Distribution name: state-trace Python import path: state_trace Benchmark/model label in scripts: state_trace

Optional extras:

pip install -e ".[mcp]"       # stdio MCP server for Claude Code / Codex CLI
pip install -e ".[bench]"     # graphiti + datasets (SWE-bench)
pip install -e ".[llm]"       # OpenAI-backed live benchmarks + LLM ingestion
pip install -e ".[adapters]"  # LangGraph / LlamaIndex adapter shims

To use the local Codex CLI harness instead of an API key, ensure the CLI is logged in:

codex login status

For API-backed runs, set:

export OPENAI_API_KEY=...

Quickstart

from state_trace import MemoryEngine

engine = MemoryEngine(capacity_limit=24.0, storage_path="memory.json")

task = engine.store(
    "Fix login by tracing the refresh token path",
    {"type": "task", "session": "auth-debug", "goal": "restore login", "file": "auth.ts", "importance": 0.92},
)

observation = engine.store(
    "Login still returns 401 after refresh token exchange",
    {
        "type": "observation",
        "session": "auth-debug",
        "goal": "restore login",
        "file": "auth.ts",
        "blocks": [task.id],
        "importance": 0.88,
    },
)

engine.store(
    "Authorization header is dropped before the retry request reaches auth.ts",
    {
        "type": "decision",
        "session": "auth-debug",
        "goal": "restore login",
        "related_to": [task.id, observation.id],
        "file": "auth.ts",
        "importance": 0.91,
    },
)

result = engine.retrieve("Why is login still broken?", {"session": "auth-debug", "goal": "restore login"})
print(result)

Example retrieval output:

{
    "summary": "Most relevant memories: observation: Login still returns 401 after refresh token exchange | task: Fix login by tracing the refresh token path | file: auth.ts",
    "nodes": [
        {"id": "observation:login-still-returns-401-after-refresh", "type": "observation", "score": 0.82},
        {"id": "task:fix-login-by-tracing-the-refresh-token", "type": "task", "score": 0.78},
        {"id": "file:auth-ts", "type": "file", "score": 0.71},
    ],
    "chains": [
        ["observation:login-still-returns-401-after-refresh", "task:fix-login-by-tracing-the-refresh-token", "file:auth-ts"]
    ],
    "reasoning": "These nodes were selected because they matched the query, the active session, and the surrounding causal graph."
}

Real-world agent logs

state-trace can ingest released agent trajectories instead of only synthetic events.

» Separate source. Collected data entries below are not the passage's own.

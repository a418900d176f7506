use std::collections::HashSet;
use std::time::Duration;

use chrono::{DateTime, Utc};
use reqwest::blocking::Client;
use serde::{Deserialize, Serialize};
use serde_json::Value;
use tracing::{debug, info, warn};

use crate::domain::{BBox, Checksum, NewScene, RemoteRef, SceneId};
use crate::error::TerraError;
use crate::store::{CatalogStore, SceneFilter, SceneOrder};

/// A product reported by a provider catalog, not yet in the store.
#[derive(Debug, Clone, PartialEq, Serialize, Deserialize)]
pub struct Candidate {
    pub natural_id: String,
    pub acquired_at: DateTime<Utc>,
    #[serde(default)]
    pub bbox: Option<BBox>,
    pub remote: RemoteRef,
    #[serde(default)]
    pub extra: Value,
}

/// Provider-side catalog search. Implementations return every product
/// acquired at or after `since` within `bounds` (anywhere when `None`).
pub trait CatalogQuery: Send + Sync {
    fn query(&self, since: DateTime<Utc>, bounds: Option<&BBox>) -> Result<Vec<Candidate>, TerraError>;
}

#[derive(Debug, Clone, Default, PartialEq, Eq, Serialize)]
pub struct DiscoveryReport {
    pub provider: String,
    pub since: Option<DateTime<Utc>>,
    pub candidates: usize,
    pub inserted: Vec<SceneId>,
}

#[derive(Debug, Clone, Default, PartialEq, Eq, Serialize)]
pub struct PurgeReport {
    pub checked: usize,
    pub removed: Vec<SceneId>,
    pub without_bbox: Vec<SceneId>,
}

pub struct Discovery<'a, Q: CatalogQuery> {
    store: &'a CatalogStore,
    query: &'a Q,
    start_date: DateTime<Utc>,
    regions: &'a [BBox],
}

impl<'a, Q: CatalogQuery> Discovery<'a, Q> {
    pub fn new(
        store: &'a CatalogStore,
        query: &'a Q,
        start_date: DateTime<Utc>,
        regions: &'a [BBox],
    ) -> Self {
        Self {
            store,
            query,
            start_date,
            regions,
        }
    }

    /// Queries from the catalog watermark (or the configured start date when
    /// the catalog is empty or `from_start` is set) and inserts the products
    /// not seen before.
    pub fn check_new(&self, from_start: bool) -> Result<DiscoveryReport, TerraError> {
        let watermark = if from_start { None } else { self.store.watermark()? };
        let since = watermark.unwrap_or(self.start_date);
        info!(provider = %self.store.provider(), since = %since, "querying for new scenes");

        let mut candidates = Vec::new();
        if self.regions.is_empty() {
            candidates.extend(self.query.query(since, None)?);
        } else {
            for region in self.regions {
                candidates.extend(self.query.query(since, Some(region))?);
            }
        }
        let found = candidates.len();

        let mut seen = self.store.existing_natural_ids()?;
        let mut fresh: Vec<Candidate> = candidates
            .into_iter()
            .filter(|c| c.acquired_at >= since)
            .filter(|c| seen.insert(c.natural_id.clone()))
            .collect();
        fresh.sort_by(|a, b| a.acquired_at.cmp(&b.acquired_at).then(a.natural_id.cmp(&b.natural_id)));

        let query_at = Utc::now();
        let rows: Vec<NewScene> = fresh
            .into_iter()
            .map(|c| NewScene {
                natural_id: c.natural_id,
                acquired_at: c.acquired_at,
                bbox: c.bbox,
                remote: c.remote,
                query_at,
                extra: c.extra,
            })
            .collect();
        let inserted = self.store.insert_scenes(&rows)?;
        info!(provider = %self.store.provider(), found, inserted = inserted.len(), "discovery finished");

        Ok(DiscoveryReport {
            provider: self.store.provider().to_string(),
            since: Some(since),
            candidates: found,
            inserted,
        })
    }

    /// Removes not-yet-downloaded scenes whose footprint misses every
    /// configured region. Scenes without a footprint are kept.
    pub fn purge_non_intersecting(&self) -> Result<PurgeReport, TerraError> {
        let mut report = PurgeReport::default();
        if self.regions.is_empty() {
            debug!(provider = %self.store.provider(), "no regions configured; nothing to purge");
            return Ok(report);
        }
        let filter = SceneFilter {
            downloaded: Some(false),
            ..SceneFilter::default()
        };
        let scenes = self.store.find(&filter, SceneOrder::AcquiredAsc)?;
        report.checked = scenes.len();
        for scene in scenes {
            match scene.bbox {
                None => {
                    warn!(scene = scene.id, "scene has no footprint; keeping it");
                    report.without_bbox.push(scene.id);
                }
                Some(bbox) if !self.regions.iter().any(|r| r.intersects(&bbox)) => {
                    report.removed.push(scene.id);
                }
                Some(_) => {}
            }
        }
        let removed = self.store.delete_scenes(&report.removed)?;
        info!(provider = %self.store.provider(), removed, "spatial purge finished");
        Ok(report)
    }
}

#[derive(Debug, Deserialize)]
struct FeedResponse {
    #[serde(default)]
    data: Vec<FeedItem>,
}

#[derive(Debug, Deserialize)]
struct FeedItem {
    natural_id: String,
    acquired_at: DateTime<Utc>,
    url: String,
    #[serde(default)]
    filename: Option<String>,
    #[serde(default)]
    checksum: Option<String>,
    #[serde(default)]
    size: Option<u64>,
    #[serde(default)]
    bbox: Option<BBox>,
    #[serde(default)]
    extra: Value,
}

impl FeedItem {
    fn into_candidate(self) -> Result<Candidate, TerraError> {
        let filename = match self.filename {
            Some(name) => name,
            None => self
                .url
                .rsplit('/')
                .next()
                .filter(|segment| !segment.is_empty())
                .map(|segment| segment.split('?').next().unwrap_or(segment).to_string())
                .ok_or_else(|| TerraError::ProviderHttp(format!("cannot name file for {}", self.url)))?,
        };
        let checksum = self
            .checksum
            .as_deref()
            .map(str::parse::<Checksum>)
            .transpose()?;
        Ok(Candidate {
            natural_id: self.natural_id,
            acquired_at: self.acquired_at,
            bbox: self.bbox,
            remote: RemoteRef {
                url: self.url,
                filename,
                checksum,
                size: self.size,
            },
            extra: self.extra,
        })
    }
}

/// Catalog client for providers that publish a JSON feed of the form
/// `{"data": [{"natural_id", "acquired_at", "url", ...}]}`, filtered by
/// `since` and `bbox=west,south,east,north` query parameters.
pub struct HttpFeedProvider {
    client: Client,
    feed_url: String,
}

impl HttpFeedProvider {
    pub fn new(feed_url: impl Into<String>, timeout: Duration) -> Result<Self, TerraError> {
        let client = Client::builder()
            .user_agent(format!("terra-dm/{}", env!("CARGO_PKG_VERSION")))
            .timeout(timeout)
            .build()
            .map_err(|err| TerraError::ProviderHttp(err.to_string()))?;
        Ok(Self {
            client,
            feed_url: feed_url.into(),
        })
    }
}

impl CatalogQuery for HttpFeedProvider {
    fn query(&self, since: DateTime<Utc>, bounds: Option<&BBox>) -> Result<Vec<Candidate>, TerraError> {
        let mut params = vec![("since", since.to_rfc3339())];
        if let Some(b) = bounds {
            params.push(("bbox", format!("{},{},{},{}", b.west, b.south, b.east, b.north)));
        }
        debug!(url = %self.feed_url, ?params, "querying feed");
        let response = self
            .client
            .get(&self.feed_url)
            .query(&params)
            .send()
            .map_err(|err| TerraError::ProviderHttp(err.to_string()))?;
        if !response.status().is_success() {
            let status = response.status().as_u16();
            let message = response
                .text()
                .unwrap_or_else(|_| "feed request failed".to_string());
            return Err(TerraError::ProviderStatus { status, message });
        }
        let feed: FeedResponse = response
            .json()
            .map_err(|err| TerraError::ProviderHttp(err.to_string()))?;
        feed.data.into_iter().map(FeedItem::into_candidate).collect()
    }
}

#[cfg(test)]
mod tests {
    use super::*;

    #[test]
    fn feed_item_names_file_from_url() {
        let item: FeedItem = serde_json::from_value(serde_json::json!({
            "natural_id": "GEDI02_B_2020001",
            "acquired_at": "2020-01-02T00:00:00Z",
            "url": "https://example.org/data/GEDI02_B_2020001.h5?token=x",
            "checksum": "d41d8cd98f00b204e9800998ecf8427e"
        }))
        .unwrap();
        let candidate = item.into_candidate().unwrap();
        assert_eq!(candidate.remote.filename, "GEDI02_B_2020001.h5");
        assert!(candidate.remote.checksum.is_some());
        assert!(candidate.bbox.is_none());
    }
}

from state_trace import MemoryEngine

engine = MemoryEngine(capacity_limit=256.0)
engine.store_agent_log_file("examples/data/agent_logs/marshmallow__marshmallow-1867.json")

result = engine.retrieve(
    "Which file fixed the 344 vs 345 milliseconds bug?",
    {"session": "swe-agent-marshmallow-1867", "repo": "marshmallow-code/marshmallow"},
)
print(result["nodes"][0]["content"])

Supported inputs:

  • normalized agent_log JSON fixtures
  • raw SWE-agent .traj files
  • raw OpenHands event JSON logs

Bulk log ingestion keeps explicit sequence, file, and error structure:

  • issue -> task node
  • action step -> decision node
  • raw command -> command node
  • targeted validation -> test node
  • touched identifiers -> symbol node
  • emitted failure signature -> error_signature node
  • submitted diff hunk -> patch_hunk node
  • command/test output -> observation node
  • raw step -> episode provenance node
  • edited or inspected files -> stable file anchors
  • precedes, causes, motivates, validates, verified_by, rejected_by, contradicts, solves, supersedes, and derived_from edges

The retrieval payload now also carries provenance for ranked nodes, so a caller can trace a returned file or observation back to the concrete episode(s) that produced it.

Vector DB Failure Modes

Run the small pinned-log benchmark:

python3 examples/real_world_agent_log_benchmark.py

The benchmark compares:

  • state-trace: typed nodes + edge-aware causal traversal + state-aware reranking
  • flat vector baseline: chunked log text + cosine top-k retrieval

On the pinned real-world trajectories in examples/data/agent_logs, the graph engine wins on rank-1 actionability:

  • Marshmallow TimeDelta bug: graph returns src/marshmallow/fields.py first; the vector baseline returns the issue chunk first because it contains all the right tokens but not the actionable artifact.
  • Pydicom PixelRepresentation bug: graph returns pydicom/pixel_data_handlers/numpy_handler.py first and also surfaces the failing AttributeError observation; the vector baseline ranks the issue text and edit-noise chunks ahead of the patch target.

This is the key difference: vector search can retrieve text that mentions the answer, while causal memory retrieves the artifact and the causal path around it.

For a broader offline evaluation over released SWE-agent patch trajectories:

python3 examples/offline_retrieval_eval.py

This compares four retrieval styles:

  • bm25: flat lexical chunk retrieval
  • dense_cosine: local dense-style cosine retrieval over chunk embeddings
  • hybrid: lexical + dense chunk reranking
  • state-trace: typed nodes + edge-aware causal traversal + state-aware reranking

Current results on the local SWE-agent checkout at /tmp/SWE-agent:

12 patch trajectories, 4 unique tasks

The benchmark output uses state_trace as the model label because it mirrors the Python package identifier.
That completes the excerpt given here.